Department of Molecular Biology for Public Health, Shanghai Municipal Center for Disease Control and Prevention, 1380 Zhong Shan Xi Road, Shanghai, 200336, China.
Cancers (Basel). 2010 Aug 18;2(3):1602-16. doi: 10.3390/cancers2031602.
Biliary tract cancers (BTCs) are lethal malignancies currently lacking satisfactory methods for early detection and accurate diagnosis. Surface-enhanced laser desorption/ionization time-of-flight mass spectrometry (SELDI-TOF-MS) is a promising diagnostic tool for this disease. In this pilot study, sera samples from 50 BTCs and 30 cholelithiasis patients as well as 30 healthy subjects from a population-based case-control study were randomly grouped into training set (30 BTCs, 20 cholelithiasis and 20 controls), duplicate of training set, and blind set (20 BTCs, 10 cholelithiasis and 10 controls); all sets were analyzed on Immobilized Metal Affinity Capture ProteinChips via SELDI-TOF-MS. A decision tree classifier was built using the training set and applied to all test sets. The classification tree constructed with the 3,400, 4,502, 5,680, 7,598, and 11,242 mass-to-charge ratio (m/z) protein peaks had a sensitivity of 96.7% and a specificity of 85.0% when comparing BTCs with non-cancers. When applied to the duplicate set, sensitivity was 66.7% and specificity was 70.0%, while in the blind set, sensitivity was 95.0% and specificity was 75.0%. Positive predictive values of the training, duplicate, and blind sets were 82.9%, 62.5% and 79.2%, respectively. The agreement of the training and duplicate sets was 71.4% (Kappa = 0.43, u = 3.98, P < 0.01). The coefficient of variations based on 10 replicates of one sample for the five differential peaks were 15.8-68.8% for intensity and 0-0.05% for m/z. These pilot results suggest that serum protein profiling by SELDI-TOF-MS may be a promising approach for identifying BTCs but low assay reproducibility may limit its application in clinical practice.

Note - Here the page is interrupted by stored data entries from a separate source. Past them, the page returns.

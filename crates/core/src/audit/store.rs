use chrono::{DateTime, Utc};
use thiserror::Error;

use super::AuditRecord;

#[derive(Debug, Error)]
pub enum AuditError {
    #[error("Database error: {0}")]
    Database(String),

    #[error("Serialization error: {0}")]
    Serialization(String),
}

/// Largest page a single query returns.
pub const MAX_PAGE: i64 = 1000;

/// Result ordering by timestamp.
#[derive(Debug, Clone, Copy, Default, PartialEq, Eq)]
pub enum Order {
    #[default]
    NewestFirst,
    OldestFirst,
}

/// Filter for querying audit events.
///
/// Several event types match any of them; every other criterion narrows.
#[derive(Debug, Clone, Default)]
pub struct AuditFilter {
    pub pass_id: Option<String>,
    pub event_types: Vec<String>,
    pub stage: Option<String>,
    pub from: Option<DateTime<Utc>>,
    pub to: Option<DateTime<Utc>>,
    pub order: Order,
    pub limit: i64,
    pub offset: i64,
}

impl AuditFilter {
    pub fn new() -> Self {
        Self {
            limit: 100,
            ..Default::default()
        }
    }

    /// Every event of one pass, oldest first.
    pub fn history(pass_id: impl Into<String>) -> Self {
        Self::new()
            .with_pass_id(pass_id)
            .with_order(Order::OldestFirst)
            .with_limit(MAX_PAGE)
    }

    pub fn with_pass_id(mut self, pass_id: impl Into<String>) -> Self {
        self.pass_id = Some(pass_id.into());
        self
    }

    /// Adds an accepted event type.
    pub fn with_event_type(mut self, event_type: impl Into<String>) -> Self {
        self.event_types.push(event_type.into());
        self
    }

    pub fn with_stage(mut self, stage: impl Into<String>) -> Self {
        self.stage = Some(stage.into());
        self
    }

    pub fn with_time_range(
        mut self,
        from: Option<DateTime<Utc>>,
        to: Option<DateTime<Utc>>,
    ) -> Self {
        self.from = from;
        self.to = to;
        self
    }

    pub fn with_order(mut self, order: Order) -> Self {
        self.order = order;
        self
    }

    pub fn with_limit(mut self, limit: i64) -> Self {
        self.limit = limit;
        self
    }

    pub fn with_offset(mut self, offset: i64) -> Self {
        self.offset = offset;
        self
    }

    /// Whether `record` passes every criterion (pagination aside).
    pub fn matches(&self, record: &AuditRecord) -> bool {
        let eq = |want: &Option<String>, have: &Option<String>| {
            want.as_ref().map_or(true, |w| have.as_deref() == Some(w.as_str()))
        };
        eq(&self.pass_id, &record.pass_id)
            && eq(&self.stage, &record.stage)
            && (self.event_types.is_empty() || self.event_types.contains(&record.event_type))
            && self.from.map_or(true, |from| record.timestamp >= from)
            && self.to.map_or(true, |to| record.timestamp <= to)
    }
}

/// Trait for audit event storage
pub trait AuditStore: Send + Sync {
    /// Insert an audit record, returns the assigned ID
    fn insert(&self, record: &AuditRecord) -> Result<i64, AuditError>;

    /// Query audit records, ordered and paginated as the filter says
    fn query(&self, filter: &AuditFilter) -> Result<Vec<AuditRecord>, AuditError>;

    /// Count matching audit records, ignoring pagination
    fn count(&self, filter: &AuditFilter) -> Result<i64, AuditError>;

    /// Lifecycle of one pass in the order it happened.
    fn pass_history(&self, pass_id: &str) -> Result<Vec<AuditRecord>, AuditError> {
        self.query(&AuditFilter::history(pass_id))
    }
}

#[cfg(test)]
mod tests {
    use super::*;
    use crate::audit::AuditEvent;
    use chrono::TimeZone;

    fn record(event: AuditEvent, minute: u32) -> AuditRecord {
        AuditRecord {
            id: 0,
            timestamp: Utc.with_ymd_and_hms(2024, 12, 21, 1, minute, 0).unwrap(),
            event_type: event.event_type().to_string(),
            pass_id: event.pass_id().map(String::from),
            stage: event.stage().map(String::from),
            data: event,
        }
    }

    fn stage_failed() -> AuditRecord {
        record(
            AuditEvent::StageFailed {
                pass_id: "terra_202412210101".to_string(),
                stage: "decode".to_string(),
                attempt: 1,
                reason: "timed out".to_string(),
                will_retry: true,
            },
            5,
        )
    }

    #[test]
    fn test_empty_filter_matches_everything() {
        assert!(AuditFilter::new().matches(&stage_failed()));
    }

    #[test]
    fn test_event_types_are_alternatives() {
        let filter = AuditFilter::new()
            .with_event_type("stage_succeeded")
            .with_event_type("stage_failed");
        assert!(filter.matches(&stage_failed()));

        let filter = AuditFilter::new().with_event_type("stage_succeeded");
        assert!(!filter.matches(&stage_failed()));
    }

    #[test]
    fn test_pass_and_stage_narrow() {
        let rec = stage_failed();
        assert!(AuditFilter::history("terra_202412210101").matches(&rec));
        assert!(!AuditFilter::history("aqua_202412210101").matches(&rec));
        assert!(!AuditFilter::new().with_stage("calibrate").matches(&rec));
    }

    #[test]
    fn test_time_range_is_inclusive() {
        let rec = stage_failed();
        let at = rec.timestamp;
        assert!(AuditFilter::new()
            .with_time_range(Some(at), Some(at))
            .matches(&rec));
        assert!(!AuditFilter::new()
            .with_time_range(Some(at + chrono::Duration::seconds(1)), None)
            .matches(&rec));
    }

    #[test]
    fn test_history_is_chronological() {
        let filter = AuditFilter::history("terra_202412210101");
        assert_eq!(filter.order, Order::OldestFirst);
        assert_eq!(filter.limit, MAX_PAGE);
    }
}
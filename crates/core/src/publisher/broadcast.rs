//! In-process broadcast publisher.

use async_trait::async_trait;
use tokio::sync::broadcast;
use tracing::debug;

use super::traits::{PublishError, Publisher};
use super::types::ProductNotification;

/// Fans notifications out to any number of in-process subscribers.
///
/// With no subscriber attached, notifications are dropped.
#[derive(Debug, Clone)]
pub struct BroadcastPublisher {
    tx: broadcast::Sender<ProductNotification>,
}

impl BroadcastPublisher {
    pub fn new(capacity: usize) -> Self {
        let (tx, _) = broadcast::channel(capacity.max(1));
        Self { tx }
    }

    pub fn subscribe(&self) -> broadcast::Receiver<ProductNotification> {
        self.tx.subscribe()
    }

    pub fn subscriber_count(&self) -> usize {
        self.tx.receiver_count()
    }
}

#[async_trait]
impl Publisher for BroadcastPublisher {
    fn name(&self) -> &str {
        "broadcast"
    }

    async fn publish(&self, notification: ProductNotification) -> Result<(), PublishError> {
        if self.tx.send(notification).is_err() {
            debug!("No subscribers for product notification");
        }
        Ok(())
    }
}

#[cfg(test)]
mod tests {
    use super::*;
    use crate::testing::fixtures;

    #[tokio::test]
    async fn test_subscribers_receive_notifications() {
        let publisher = BroadcastPublisher::new(8);
        let mut rx = publisher.subscribe();
        assert_eq!(publisher.subscriber_count(), 1);

        let n = fixtures::notification("decode", "/out/a.L1A_LAC");
        publisher.publish(n.clone()).await.unwrap();
        assert_eq!(rx.recv().await.unwrap(), n);
    }

    #[tokio::test]
    async fn test_publish_without_subscribers_succeeds() {
        let publisher = BroadcastPublisher::new(8);
        let n = fixtures::notification("decode", "/out/a.L1A_LAC");
        assert!(publisher.publish(n).await.is_ok());
    }
}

胆道癌(BTCs)是目前缺乏令人满意的早期检测和准确诊断方法的致命恶性肿瘤。表面增强激光解吸/电离飞行时间质谱(SELDI-TOF-MS)是一种很有前途的诊断工具。在这项初步研究中,从一项基于人群的病例对照研究中,将 50 例 BTCs 和 30 例胆石症患者以及 30 例健康受试者的血清样本随机分为训练集(30 例 BTCs、20 例胆石症和 20 例对照)、训练集重复和盲法集(20 例 BTCs、10 例胆石症和 10 例对照);所有组均通过 SELDI-TOF-MS 在固定金属亲和捕获蛋白芯片上进行分析。使用训练集构建决策树分类器,并应用于所有测试集。使用训练集构建的分类树,比较 BTCs 与非癌症时,具有 96.7%的灵敏度和 85.0%的特异性。当应用于重复集时,灵敏度为 66.7%,特异性为 70.0%,而在盲法集时,灵敏度为 95.0%,特异性为 75.0%。训练、重复和盲法集的阳性预测值分别为 82.9%、62.5%和 79.2%。训练和重复集的一致性为 71.4%(Kappa = 0.43,u = 3.98,P < 0.01)。一个样本的 10 个重复的五个差异峰的强度变异系数为 15.8-68.8%,质荷比变异系数为 0-0.05%。这些初步结果表明,SELDI-TOF-MS 的血清蛋白谱分析可能是一种很有前途的识别 BTCs 的方法,但低分析重现性可能限制其在临床实践中的应用。